John Lindquist: I briefly mentioned in the previous video that if you create a template and store it in a script tag or load it in or anything, it's going to drop it into a template cache.

Let's look at that real quick. I'm going to inject a template cache here, just a template cache. Then what I can do is just do a console log template cache and then say get. This is just going to look up the key of zippy.html.

If we look at that, you can see it's going to log out the string of what zippy.html is related to. Basically, if you were to do something like this template, it is just template cache, get zippy.html and you will get the same result as we have always got. It still works.

Basically that's what templateUrl is really doing for you. It's just looking that up by key. This is just a key for your template, then dropping it into the template. Just going to change the API so it looks more natural, that the templateUrl is looking for this key. Now if you want to kind of mess around with the template cache, you could do it in the run phase.

Run is when the app is actually downloading all the modules and pretty much everything is ready for you to manipulate. If we take our template cache and instead of having the template inside of here, we can just grab it out. I'm just going to cut that, and delete the script tag. I could just say template cache, put, and then just say the key is zippy.html.

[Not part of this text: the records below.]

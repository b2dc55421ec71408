//! Request builders for every API route the client calls.

use crate::forms::{Credentials, PlaylistDraft, PlaylistEdit, ProfileUpdate, RegisterForm, VideoDraft, VideoEdit, VideoQuery};
use crate::model::{PlaylistId, UserId, VideoId};
use crate::session::RefreshToken;
use crate::transport::{ApiRequest, FileUpload, MultipartForm};
use serde_json::json;

// users

pub(crate) fn login(credentials: &Credentials) -> ApiRequest {
    ApiRequest::post("/users/login")
        .json(credentials.to_json())
        .without_renewal()
}

pub(crate) fn register(form: &RegisterForm) -> ApiRequest {
    ApiRequest::post("/users/register")
        .multipart(form.to_multipart())
        .unbounded()
        .without_renewal()
}

pub(crate) fn logout() -> ApiRequest {
    ApiRequest::post("/users/logout").without_renewal()
}

pub(crate) fn refresh_token(token: Option<&RefreshToken>) -> ApiRequest {
    let request = ApiRequest::post("/users/refresh_token").without_renewal();
    match token {
        Some(token) => request.json(json!({ "refreshToken": token.secret() })),
        // The server falls back to its http-only cookie.
        None => request,
    }
}

pub(crate) fn current_user() -> ApiRequest {
    ApiRequest::get("/users/current-user")
}

pub(crate) fn update_account(update: &ProfileUpdate) -> ApiRequest {
    ApiRequest::patch("/users/update-account").json(update.to_json())
}

pub(crate) fn avatar(file: FileUpload) -> ApiRequest {
    ApiRequest::patch("/users/avatar")
        .multipart(MultipartForm::new().file("avatar", file))
        .unbounded()
}

pub(crate) fn cover_image(file: FileUpload) -> ApiRequest {
    ApiRequest::patch("/users/cover-image")
        .multipart(MultipartForm::new().file("coverImage", file))
        .unbounded()
}

pub(crate) fn channel(username: &str) -> ApiRequest {
    ApiRequest::get(format!("/users/c/{username}"))
}

// videos

pub(crate) fn videos(query: &VideoQuery) -> ApiRequest {
    let mut request = ApiRequest::get("/videos");
    request.query = query.query_params();
    request
}

pub(crate) fn video(id: &VideoId) -> ApiRequest {
    ApiRequest::get(format!("/videos/{id}"))
}

pub(crate) fn upload_video(draft: &VideoDraft) -> ApiRequest {
    ApiRequest::post("/videos")
        .multipart(draft.to_multipart())
        .unbounded()
}

pub(crate) fn update_video(id: &VideoId, edit: &VideoEdit) -> ApiRequest {
    ApiRequest::patch(format!("/videos/{id}"))
        .multipart(edit.to_multipart())
        .unbounded()
}

pub(crate) fn delete_video(id: &VideoId) -> ApiRequest {
    ApiRequest::delete(format!("/videos/{id}"))
}

// playlists

pub(crate) fn create_playlist(draft: &PlaylistDraft) -> ApiRequest {
    let mut body = json!({ "name": draft.name, "description": draft.description });
    if let Some(video) = &draft.first_video {
        body["videoId"] = json!(video.as_str());
    }
    ApiRequest::post("/playlist/create").json(body)
}

pub(crate) fn user_playlists(user: &UserId) -> ApiRequest {
    ApiRequest::get(format!("/playlist/user/{user}"))
}

pub(crate) fn playlist(id: &PlaylistId) -> ApiRequest {
    ApiRequest::get(format!("/playlist/{id}"))
}

pub(crate) fn add_video_to_playlist(video: &VideoId, playlist: &PlaylistId) -> ApiRequest {
    ApiRequest::patch(format!("/playlist/add/{video}/{playlist}"))
}

pub(crate) fn remove_video_from_playlist(video: &VideoId, playlist: &PlaylistId) -> ApiRequest {
    ApiRequest::patch(format!("/playlist/remove/{video}/{playlist}"))
}

pub(crate) fn update_playlist(id: &PlaylistId, edit: &PlaylistEdit) -> ApiRequest {
    ApiRequest::patch(format!("/playlist/{id}")).json(edit.to_json())
}

pub(crate) fn delete_playlist(id: &PlaylistId) -> ApiRequest {
    ApiRequest::delete(format!("/playlist/{id}"))
}

// subscriptions

pub(crate) fn toggle_subscription(channel: &UserId) -> ApiRequest {
    ApiRequest::post(format!("/subscriptions/c/{channel}"))
}

pub(crate) fn subscribed_channels(subscriber: &UserId) -> ApiRequest {
    ApiRequest::get(format!("/subscriptions/u/{subscriber}"))
}

#[cfg(test)]
mod tests {
    use super::*;
    use crate::transport::{RequestBody, RequestTimeout};
    use http::Method;
    use pretty_assertions::assert_eq;

    #[test]
    fn auth_routes_never_renew() {
        let credentials = Credentials::username("alice", "pw");
        for request in [
            login(&credentials),
            logout(),
            refresh_token(None),
        ] {
            assert!(!request.renew_on_unauthorized, "{}", request.path);
        }
        assert!(current_user().renew_on_unauthorized);
    }

    #[test]
    fn uploads_are_unbounded() {
        let draft = VideoDraft {
            title: "t".into(),
            description: "d".into(),
            video: FileUpload::new("a.mp4", vec![0u8; 4]),
            thumbnail: FileUpload::new("a.png", vec![0u8; 4]),
        };
        let request = upload_video(&draft);
        assert_eq!(request.method, Method::POST);
        assert_eq!(request.timeout, RequestTimeout::Unbounded);
        assert_eq!(video(&VideoId::new("v1")).timeout, RequestTimeout::Default);
    }

    #[test]
    fn playlist_membership_paths() {
        let request = add_video_to_playlist(&VideoId::new("v1"), &PlaylistId::new("p1"));
        assert_eq!(request.method, Method::PATCH);
        assert_eq!(request.path, "/playlist/add/v1/p1");
        assert_eq!(
            remove_video_from_playlist(&VideoId::new("v1"), &PlaylistId::new("p1")).path,
            "/playlist/remove/v1/p1"
        );
    }

    #[test]
    fn refresh_sends_token_when_known() {
        let request = refresh_token(Some(&RefreshToken::new("r1")));
        assert_eq!(
            request.body,
            RequestBody::Json(json!({ "refreshToken": "r1" }))
        );
        assert_eq!(refresh_token(None).body, RequestBody::Empty);
    }

    #[test]
    fn create_playlist_with_first_video() {
        let draft = PlaylistDraft {
            name: "Later".into(),
            description: "watch later".into(),
            first_video: Some(VideoId::new("v9")),
        };
        assert_eq!(
            create_playlist(&draft).body,
            RequestBody::Json(json!({
                "name": "Later",
                "description": "watch later",
                "videoId": "v9"
            }))
        );
    }
}
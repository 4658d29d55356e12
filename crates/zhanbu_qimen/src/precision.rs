//! Advanced sub-hour precision: nine segments per double hour.
//!
//! A double hour spans 7200 seconds; the advanced mode splits it into
//! nine 800-second segments and reports which segment the instant falls
//! in. Palace placements are identical to traditional mode; the segment
//! record is informational.

use chrono::{Duration, NaiveDateTime, NaiveTime, Timelike};
use serde::{Deserialize, Serialize};

use zhanbu_core::double_hour;

/// Seconds per sub-hour segment (7200 / 9).
pub const SEGMENT_SECONDS: i64 = 800;

/// Which ninth of the double hour an instant falls in.
#[derive(Debug, Clone, Copy, PartialEq, Eq, Serialize, Deserialize)]
pub struct SubHourSegment {
    /// Segment index 1-9.
    pub segment: u8,
    pub total_segments: u8,
    pub segment_seconds: u32,
    pub start: NaiveDateTime,
    pub end: NaiveDateTime,
}

/// Locate the instant's sub-hour segment.
pub fn sub_hour_segment(instant: NaiveDateTime) -> SubHourSegment {
    let hour = instant.hour();
    let number = match double_hour(hour) {
        Some((_, number)) => number as u32,
        None => 1,
    };
    // The double hour opens on the odd hour 23, 1, 3, ...
    let open_hour = (23 + 2 * (number - 1)) % 24;
    let date = if open_hour > hour {
        instant.date() - Duration::days(1)
    } else {
        instant.date()
    };
    let open = date.and_time(NaiveTime::from_hms_opt(open_hour, 0, 0).unwrap_or(NaiveTime::MIN));

    let elapsed = (instant - open).num_seconds().clamp(0, 7199);
    let segment = (elapsed / SEGMENT_SECONDS) as u8 + 1;
    let start = open + Duration::seconds((segment as i64 - 1) * SEGMENT_SECONDS);

    SubHourSegment {
        segment,
        total_segments: 9,
        segment_seconds: SEGMENT_SECONDS as u32,
        start,
        end: start + Duration::seconds(SEGMENT_SECONDS),
    }
}
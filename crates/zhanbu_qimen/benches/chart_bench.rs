use chrono::NaiveDate;
use criterion::{Criterion, black_box, criterion_group, criterion_main};

use zhanbu_almanac::{AlmanacRecord, FixedAlmanac, FourPillars, LunarDate};
use zhanbu_core::{SolarTerm, StemBranch};
use zhanbu_qimen::{ChartRequest, PillarMethod, compute_chart};

fn fixture() -> (FixedAlmanac, ChartRequest) {
    let record = AlmanacRecord {
        pillars: FourPillars {
            year: StemBranch::from_label("乙巳").unwrap(),
            month: StemBranch::from_label("癸未").unwrap(),
            day: StemBranch::from_label("癸巳").unwrap(),
            hour: StemBranch::from_label("己未").unwrap(),
        },
        prev_term: Some(SolarTerm::DaShu),
        month_term: Some(SolarTerm::XiaoShu),
        lunar: LunarDate::new(2025, 6, 11, false).unwrap(),
    };
    let instant = NaiveDate::from_ymd_opt(2025, 8, 4)
        .unwrap()
        .and_hms_opt(14, 25, 0)
        .unwrap();
    let mut request = ChartRequest::new(instant);
    request.method = PillarMethod::Hour;
    (FixedAlmanac::new(record), request)
}

fn chart_benchmark(c: &mut Criterion) {
    let (almanac, request) = fixture();
    c.bench_function("hour_chart", |b| {
        b.iter(|| compute_chart(black_box(&almanac), black_box(&request)))
    });
}

criterion_group!(benches, chart_benchmark);
criterion_main!(benches);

The string is going to be paste on multiple lines, delete the multiple lines so it's all just a string of what we previously had, and then we don't need to log that out any more.

Basically, we remove the template from here and now, we are manually entering the template into the template cache using the zippy.html key and this will still work. This works again. Basically, if you want to do some really funky stuff with loading strings into the template cache, you can do it here. If you ever need to look up any of your templates, you can actually log them all out.

Just by using template cache info will give you some info on what's going on in there, but you'll mainly just use put and get for putting templates in by key using something.html as a standard. You could really use whatever you want for the key, and then using templateUrl is just going to be the shorthand for using that template cache and looking up by key.